Rédacteurs en chef, éditorialistes et présentatrices
- Abed Khan, ancien rédacteur en chef du journal Dainik Samakal
- Ahmed Zobair, PDG et directeur de la chaîne privée d’information en continu Somoy TV
- Ajoy Dasgupta, ancien rédacteur en chef adjoint du journal Dainik Samakal
- Ashish Saikat, directeur de l’information de la chaîne d’information privée Independent Television
- Farida Yasmin, présidente du Jatiya Press Club, le syndicat national des journalistes
- Farzana Rupa, présentatrice, Ekattor TV
- Iqbal Sobhan Chowdhury, fondateur et rédacteur en chef du Daily Observer
- Joy E Mamun, ancien directeur de l’information de la chaîne privée ATN Bangla (Asian Television Network)
- Manash Ghosh, directeur de l’information de la chaîne privée Asian TV
- Mohammed Manzurul Islam, rédacteur en chef, DBC News (Dhaka Bangla Media & Communication)
- Mozammel Babu, directeur de la rédaction d’Ekattor TV
- Munni Saha, ancienne directrice de l’information de la chaîne ATN News
- Nobonita Chowdhury, présentatrice, directrice de programme au sein de l’ONG bangladaise BRAC
- Naem Nizam, rédacteur en chef du quotidien Bangladesh Pratidin
- Pranab Saha, rédacteur en chef, DBC News
- Probash Amin, ancien directeur de l’information de la chaîne d’information privée ATN News
- Saiful Alam, rédacteur en chef du journal Dainik Jugantor
- Shakil Ahmed, directeur de l’information, Ekattor TV
- Shyamal Dutta, rédacteur en chef du quotidien Bhorer Kagoj
- Shyamal Sarkar, journaliste au quotidien Ittefaq
- Soma Islam, présentatrice, Channel i, présidente de l’organisation Reporters' Forum for Election and Democracy (RFED)
- Subhash Singha Roy, journaliste et analyste politique
- Swadesh Roy, journaliste pour le journal Dainik Janakantha
- Tushar Abdullah, directeur de l’information de la chaîne financière Ekhon TV
- Zayadul Ahsan Pintu, journaliste, DBC News
Quatre investigations en cours contre des journalistes
En marge de cette vaste plainte pour crime contre l’humanité, trois autres journalistes ont été, le 28 août, cités dans une affaire concernant le meurtre d'un manifestant, toujours aux côtés de l’ancienne cheffe du gouvernement. Pour l’heure, la police n’a toutefois pas émis de mandat d’arrêt.

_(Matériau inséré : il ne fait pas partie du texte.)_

//! Zero-downtime restarts for listening servers.
//!
//! A running process hands its listening sockets to a freshly started copy
//! of itself on SIGHUP, then drains its own connections and exits when told
//! to (or, in immediate handoff, as soon as the copy reports ready).

pub mod config;
pub mod control;
pub mod http;
pub mod lifecycle;
pub mod net;
pub mod observability;
pub mod server;

pub use config::GraceConfig;
pub use lifecycle::{StartupError, Supervisor};
pub use server::{ConnectionHandler, GraceServer};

Basés à Bogra, dans le nord-ouest du pays, Mahmudul Alam Noyon, correspondant du journal Dainik Janakantha et vice-président du Syndicat fédéral des journalistes bangladais (Bangladesh Federal Union of Journalists, BFUJ), Hasibur Rahman Bilu, directeur de l’agence locale de la chaîne d’information Independent Television, et J. M. Rauf, correspondant du journal Dainik Kaler Kantho et président du syndicat local des journalistes, sont accusés d’avoir joué un rôle dans la mort d’un manifestant nommé Mohammad Shimul.
Ces accusations de meurtre visant des journalistes s'ajoutent aux trois affaires déjà en cours contre des professionnels des médias, visant notamment le couple Farzana Rupa et Shakil Ahmed, ainsi que quatre autres journalistes.
Signe que le ciblage actuel des professionnels des médias prolonge celui qu’ils connaissaient sous le règne de Sheikh Hasina, le correspondant J. M. Rauf, cité dans l’une de ces affaires de meurtres, avait été, en février 2023, agressé physiquement par des partisans de la Ligue Awami, la formation de l’ancienne cheffe du gouvernement. Au cours de ses derniers mois au pouvoir, le Bangladesh campait à la 165e place sur 180 pays dans le Classement mondial de la liberté de la presse établi par RSF.